ECLI:NL:RBZWB:2023:9557
Rechtbank Zeeland-West-Brabant
- Eerste aanleg - enkelvoudig
- Rechtspraak.nl
Beroep tegen verkeersboete wegens niet-naleving van geslotenverklaring en onterecht opgelegde boetes
In deze zaak heeft de kantonrechter van de Rechtbank Zeeland-West-Brabant op 5 december 2023 uitspraak gedaan in een beroep tegen een verkeersboete. Betrokkene had een administratieve sanctie opgelegd gekregen voor het handelen in strijd met een geslotenverklaring voor motorvoertuigen op de Houtmarkt in Breda op 26 november 2020. Betrokkene heeft tegen de opgelegde boete beroep ingesteld, nadat de officier van justitie het beroep ongegrond had verklaard. Tijdens de zitting heeft betrokkene verklaard dat haar voertuig zonder haar toestemming door haar moeder was gebruikt, en dat zij meerdere boetes had ontvangen voor dezelfde gedragingen, die allemaal in dezelfde periode hadden plaatsgevonden.
De zittingsvertegenwoordiger van de officier van justitie heeft aangevoerd dat het beroep gegrond verklaard moet worden, omdat er geen tweede boete kan worden opgelegd voordat de betrokkene op de hoogte is gesteld van de eerste boete. De kantonrechter heeft vastgesteld dat de eerste boetebeschikking pas op 10 december 2020 is verzonden, terwijl de boete waar het beroep om draait, betrekking heeft op een overtreding die vóór deze datum heeft plaatsgevonden. Dit betekent dat de boete in strijd is met het Beleidskader digitale handhaving.
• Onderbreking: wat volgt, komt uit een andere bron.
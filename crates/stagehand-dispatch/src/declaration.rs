//! Filter and action declarations.
//!
//! Controllers declare filters as a list of [`FilterDecl`]s and object actions
//! as an [`ActionMap`]. This module parses those declarations into typed
//! specs before anything is instantiated.
//!
//! # Filter grammar
//!
//! ```text
//! NAME                      applies to every action
//! NAME + ACTION ACTION ...  applies only to the listed actions
//! NAME - ACTION ACTION ...  applies to every action except the listed ones
//! ```
//!
//! A string declaration names an inline filter. A structured declaration is
//! a map whose `class` entry uses the same grammar; every other entry is a
//! property applied to the constructed filter:
//!
//! ```rust
//! use serde_json::json;
//! use stagehand_dispatch::{FilterDecl, FilterSpec, FilterTarget};
//!
//! let decl = FilterDecl::from_value(json!({"class": "OutputCache + list", "duration": 300}))
//!     .unwrap();
//! let spec = FilterSpec::parse(&decl).unwrap();
//!
//! assert!(spec.applies_to("list"));
//! assert!(!spec.applies_to("view"));
//! match spec.target() {
//!     FilterTarget::Object(object) => assert_eq!(object.class(), "OutputCache"),
//!     FilterTarget::Inline(_) => unreachable!(),
//! }
//! ```
//!
//! Action names in a scope list are separated by whitespace (commas are
//! accepted too) and match case-insensitively as whole words.

use std::collections::{BTreeMap, BTreeSet};

use serde::de::DeserializeOwned;
use serde::Deserialize;
use serde_json::{Map, Value};
use tracing::trace;

use crate::error::ConfigError;

/// Which actions a filter declaration applies to.
#[derive(Debug, Clone, PartialEq, Eq, Default)]
pub enum Scope {
    /// Every action
    #[default]
    Always,
    /// Only the listed actions (lowercased)
    Include(BTreeSet<String>),
    /// Every action except the listed ones (lowercased)
    Exclude(BTreeSet<String>),
}

impl Scope {
    /// Returns true if a filter with this scope runs for `action_id`.
    pub fn applies_to(&self, action_id: &str) -> bool {
        match self {
            Scope::Always => true,
            Scope::Include(names) => names.contains(&action_id.to_lowercase()),
            Scope::Exclude(names) => !names.contains(&action_id.to_lowercase()),
        }
    }
}

/// Splits `name [+|- actions]` into the bare name and its scope.
///
/// The first `+` wins; a `-` is only an operator when there is no `+`.
pub(crate) fn split_scope(token: &str) -> (&str, Scope) {
    let Some(pos) = token.find('+').or_else(|| token.find('-')) else {
        return (token.trim(), Scope::Always);
    };

    let names: BTreeSet<String> = token[pos + 1..]
        .split(|c: char| c.is_whitespace() || c == ',')
        .filter(|s| !s.is_empty())
        .map(str::to_lowercase)
        .collect();

    let scope = if token.as_bytes()[pos] == b'+' {
        Scope::Include(names)
    } else {
        Scope::Exclude(names)
    };

    (token[..pos].trim(), scope)
}

/// A class name plus the properties to apply once it is constructed.
///
/// Deserializes from either a bare class string or a map with a `class`
/// entry; every other map entry becomes a property.
#[derive(Debug, Clone, PartialEq, Deserialize)]
#[serde(try_from = "Value")]
pub struct ObjectSpec {
    class: String,
    properties: Map<String, Value>,
}

impl ObjectSpec {
    /// Creates a spec with no properties.
    pub fn new(class: impl Into<String>) -> Self {
        Self {
            class: class.into(),
            properties: Map::new(),
        }
    }

    /// Adds a property.
    pub fn property(mut self, name: impl Into<String>, value: impl Into<Value>) -> Self {
        self.properties.insert(name.into(), value.into());
        self
    }

    /// Parses a bare class string or a `{"class": ..., ...}` map.
    pub fn from_value(value: Value) -> Result<Self, ConfigError> {
        match value {
            Value::String(class) => Ok(Self::new(class)),
            Value::Object(mut map) => {
                let class = take_class(&mut map)?;
                Ok(Self {
                    class,
                    properties: map,
                })
            }
            other => Err(ConfigError::InvalidDeclaration(format!(
                "expected a class name or a map with a class entry, got {}",
                other
            ))),
        }
    }

    /// The class token.
    pub fn class(&self) -> &str {
        &self.class
    }

    /// Properties to apply after construction.
    pub fn properties(&self) -> &Map<String, Value> {
        &self.properties
    }

    /// Builds an instance of `T` by deserializing the properties into it.
    ///
    /// A property that `T` does not consume is rejected with
    /// [`ConfigError::UnknownProperty`].
    pub fn deserialize_into<T: DeserializeOwned>(&self) -> Result<T, ConfigError> {
        let mut unknown = Vec::new();
        let value = Value::Object(self.properties.clone());
        let instance: T = serde_ignored::deserialize(value, |path| unknown.push(path.to_string()))
            .map_err(|source| ConfigError::InvalidProperties {
                class: self.class.clone(),
                source,
            })?;

        match unknown.into_iter().next() {
            Some(property) => Err(ConfigError::UnknownProperty {
                class: self.class.clone(),
                property,
            }),
            None => Ok(instance),
        }
    }
}

impl TryFrom<Value> for ObjectSpec {
    type Error = ConfigError;

    fn try_from(value: Value) -> Result<Self, Self::Error> {
        Self::from_value(value)
    }
}

impl From<&str> for ObjectSpec {
    fn from(class: &str) -> Self {
        Self::new(class)
    }
}

impl From<String> for ObjectSpec {
    fn from(class: String) -> Self {
        Self::new(class)
    }
}

fn take_class(map: &mut Map<String, Value>) -> Result<String, ConfigError> {
    match map.remove("class") {
        None => Err(ConfigError::MissingFilterClass),
        Some(Value::String(class)) => Ok(class),
        Some(other) => Err(ConfigError::InvalidClass(other)),
    }
}

/// One entry of a controller's filter list, before parsing.
#[derive(Debug, Clone, PartialEq, Deserialize)]
#[serde(untagged)]
pub enum FilterDecl {
    /// `"name [+|- actions]"`: an inline filter
    Inline(String),
    /// `{"class": "Class [+|- actions]", "prop": value, ...}`: an object filter
    Object(Map<String, Value>),
}

impl FilterDecl {
    /// Starts a structured declaration for `class` (which may carry a scope).
    pub fn class(class: impl Into<String>) -> Self {
        let mut map = Map::new();
        map.insert("class".into(), Value::String(class.into()));
        FilterDecl::Object(map)
    }

    /// Adds a property to a structured declaration.
    ///
    /// Inline declarations carry no properties; they are returned unchanged.
    pub fn property(mut self, name: impl Into<String>, value: impl Into<Value>) -> Self {
        if let FilterDecl::Object(map) = &mut self {
            map.insert(name.into(), value.into());
        }
        self
    }

    /// Converts a JSON value (string or map) into a declaration.
    pub fn from_value(value: Value) -> Result<Self, ConfigError> {
        match value {
            Value::String(s) => Ok(FilterDecl::Inline(s)),
            Value::Object(map) => Ok(FilterDecl::Object(map)),
            other => Err(ConfigError::InvalidDeclaration(format!(
                "a filter must be a string or a map, got {}",
                other
            ))),
        }
    }
}

impl From<&str> for FilterDecl {
    fn from(s: &str) -> Self {
        FilterDecl::Inline(s.to_string())
    }
}

impl From<String> for FilterDecl {
    fn from(s: String) -> Self {
        FilterDecl::Inline(s)
    }
}

/// What a parsed filter declaration instantiates.
#[derive(Debug, Clone, PartialEq)]
pub enum FilterTarget {
    /// A controller filter method, by name
    Inline(String),
    /// An object built by the factory
    Object(ObjectSpec),
}

/// A parsed filter declaration.
#[derive(Debug, Clone, PartialEq)]
pub struct FilterSpec {
    target: FilterTarget,
    scope: Scope,
}

impl FilterSpec {
    /// Parses a declaration without deciding whether it applies.
    ///
    /// A structured declaration without `class` is an error even when its
    /// scope would exclude the current action.
    pub fn parse(decl: &FilterDecl) -> Result<Self, ConfigError> {
        match decl {
            FilterDecl::Inline(token) => {
                let (name, scope) = split_scope(token);
                Ok(Self {
                    target: FilterTarget::Inline(name.to_string()),
                    scope,
                })
            }
            FilterDecl::Object(map) => {
                let mut properties = map.clone();
                let class = take_class(&mut properties)?;
                let (name, scope) = split_scope(&class);
                Ok(Self {
                    target: FilterTarget::Object(ObjectSpec {
                        class: name.to_string(),
                        properties,
                    }),
                    scope,
                })
            }
        }
    }

    /// Parses a declaration for one dispatch.
    ///
    /// Returns `None` when the scope excludes `action_id`.
    pub fn parse_for(decl: &FilterDecl, action_id: &str) -> Result<Option<Self>, ConfigError> {
        let spec = Self::parse(decl)?;
        if spec.applies_to(action_id) {
            Ok(Some(spec))
        } else {
            trace!(filter = spec.name(), action = action_id, "filter skipped by scope");
            Ok(None)
        }
    }

    /// The inline method name or the object class.
    pub fn name(&self) -> &str {
        match &self.target {
            FilterTarget::Inline(name) => name,
            FilterTarget::Object(spec) => spec.class(),
        }
    }

    /// What to instantiate.
    pub fn target(&self) -> &FilterTarget {
        &self.target
    }

    /// Which actions this filter applies to.
    pub fn scope(&self) -> &Scope {
        &self.scope
    }

    /// Returns true if the filter runs for `action_id`.
    pub fn applies_to(&self, action_id: &str) -> bool {
        self.scope.applies_to(action_id)
    }
}

/// A controller's table of object actions, keyed by action id.
///
/// Deserializes from a map whose values are class strings or structured
/// specs. Keys match exactly.
#[derive(Debug, Clone, Default, PartialEq, Deserialize)]
#[serde(transparent)]
pub struct ActionMap {
    entries: BTreeMap<String, ObjectSpec>,
}

impl ActionMap {
    /// Creates an empty map.
    pub fn new() -> Self {
        Self::default()
    }

    /// Adds an entry.
    pub fn action(mut self, id: impl Into<String>, spec: impl Into<ObjectSpec>) -> Self {
        self.entries.insert(id.into(), spec.into());
        self
    }

    /// Inserts an entry, returning the previous one.
    pub fn insert(
        &mut self,
        id: impl Into<String>,
        spec: impl Into<ObjectSpec>,
    ) -> Option<ObjectSpec> {
        self.entries.insert(id.into(), spec.into())
    }

    /// Looks up the spec for `id`.
    pub fn get(&self, id: &str) -> Option<&ObjectSpec> {
        self.entries.get(id)
    }

    /// Number of entries.
    pub fn len(&self) -> usize {
        self.entries.len()
    }

    /// Returns true if there are no entries.
    pub fn is_empty(&self) -> bool {
        self.entries.is_empty()
    }

    /// Iterates over `(id, spec)` pairs in id order.
    pub fn iter(&self) -> impl Iterator<Item = (&str, &ObjectSpec)> {
        self.entries.iter().map(|(k, v)| (k.as_str(), v))
    }
}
De kantonrechter heeft het beroep gegrond verklaard, de beslissing van de officier van justitie en de boetebeschikking vernietigd, en bepaald dat het bedrag van € 104,- dat betrokkene als zekerheid heeft betaald, door de officier van justitie moet worden terugbetaald. Deze uitspraak is gedaan door mr. S.W.M. Speekenbrink, kantonrechter, en is in het openbaar uitgesproken op 5 december 2023. Tegen deze beslissing is geen hoger beroep mogelijk.